Valvular morphology and pathology at baseline, preoperative SOV diameter, postoperative time course, and interaction effect of preoperative SOV diameters and postoperative time course were used as covariates to assess outcomes. Within-subject and within–stratified subgroup comparison failed to show main effects across the follow-up times on postoperative SOV size patterns (P = .935), implying that the SOV trends were stable and sustained (discharge to greater than or equal to 10 years) irrespective of valvular morphology and pathology (BAV-AI, BAV-AS, TAV-AI, and TAV-AS).

Preoperative SOV dimensions significantly affected the retained postoperative sinus dimensions (P less than .001), according to Dr. Milewski and her colleagues.

The data indicated that an initial and pronounced postoperative decrease in SOV dimensions occurs with AVRSCAAR independently of aortic valve morphology, aortic valve pathology, and age, they added.

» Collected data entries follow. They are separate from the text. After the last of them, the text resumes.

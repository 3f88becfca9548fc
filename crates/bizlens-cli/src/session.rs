//! Opening the per-invocation session from flags and configuration.

use std::path::PathBuf;

use anyhow::Context;
use bizlens_core::{AppConfig, OAuthCredentials, SessionContext};
use bizlens_source::OAuthClient;

use crate::SessionArgs;

/// How the session will be opened, decided before any network call.
#[derive(Debug, PartialEq, Eq)]
pub(crate) enum SessionPlan {
    Demo,
    Token(String),
    Exchange { credentials: PathBuf, code: String },
}

/// Pick the session kind. Precedence: `--demo` / `BIZLENS_DEMO_MODE`, then an
/// access token (`--access-token`, then `BIZLENS_ACCESS_TOKEN`), then a
/// `--credentials` + `--code` exchange.
pub(crate) fn plan_session(args: &SessionArgs, config: &AppConfig) -> anyhow::Result<SessionPlan> {
    if args.demo || config.demo_mode {
        return Ok(SessionPlan::Demo);
    }

    let token = args
        .access_token
        .clone()
        .filter(|t| !t.trim().is_empty())
        .or_else(|| config.access_token.clone());
    if let Some(token) = token {
        return Ok(SessionPlan::Token(token));
    }

    match (&args.credentials, &args.code) {
        (Some(credentials), Some(code)) => Ok(SessionPlan::Exchange {
            credentials: credentials.clone(),
            code: code.clone(),
        }),
        (Some(_), None) => anyhow::bail!(
            "--credentials needs --code; run `bizlens auth-url --credentials <file>` to get one"
        ),
        (None, Some(_)) => anyhow::bail!("--code needs --credentials"),
        (None, None) => anyhow::bail!(
            "no data source: pass --demo, set BIZLENS_ACCESS_TOKEN, or use --credentials with --code"
        ),
    }
}

/// Open the session for this invocation.
///
/// # Errors
///
/// Returns an error if no data source is configured, the credentials file is
/// invalid, or the authorization code exchange fails.
pub(crate) async fn open_session(
    args: &SessionArgs,
    config: &AppConfig,
) -> anyhow::Result<SessionContext> {
    match plan_session(args, config)? {
        SessionPlan::Demo => Ok(SessionContext::demo()),
        SessionPlan::Token(token) => Ok(SessionContext::authenticated(token)),
        SessionPlan::Exchange { credentials, code } => {
            let creds = OAuthCredentials::load(&credentials)
                .with_context(|| format!("loading {}", credentials.display()))?;
            let client = OAuthClient::from_credentials(&creds, config.request_timeout_secs)?;
            let token = client
                .exchange_code(&code)
                .await
                .context("exchanging authorization code")?;
            Ok(SessionContext::authenticated(token.access_token))
        }
    }
}

/// Print the consent URL the user opens to obtain an authorization code.
///
/// # Errors
///
/// Returns an error if `--credentials` is missing or invalid.
pub(crate) fn run_auth_url(args: &SessionArgs, config: &AppConfig) -> anyhow::Result<()> {
    let path = args
        .credentials
        .as_ref()
        .ok_or_else(|| anyhow::anyhow!("auth-url needs --credentials <client-secrets.json>"))?;
    let creds = OAuthCredentials::load(path)
        .with_context(|| format!("loading {}", path.display()))?;
    let client = OAuthClient::from_credentials(&creds, config.request_timeout_secs)?;
    let state = uuid::Uuid::new_v4().simple().to_string();
    let url = client.authorization_url(&state)?;

    println!("Open this URL, grant access, then re-run with --credentials and --code:");
    println!();
    println!("{url}");
    Ok(())
}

The 10-year freedom from aortic reoperation rates were 97% and 95% in the BAV and TAV subgroups, respectively. The BAV group had significantly improved reoperation-free survival, compared with the TAV group (P less than .001), while the type of valvular pathology within each group did not show a significant survival difference.

“Irrespective of the aortic valve morphology or valve pathology, in patients with mild to moderate aortic root dilatation (less than 45 mm), preservation of the SOV segment in the context of an AVRSCAAR procedure is justified. Continued further follow-up will be important to understand the long-term outcomes of sinus preservation, especially in the younger population with BAVs,” the researchers concluded.

The authors reported having no financial conflicts to disclose.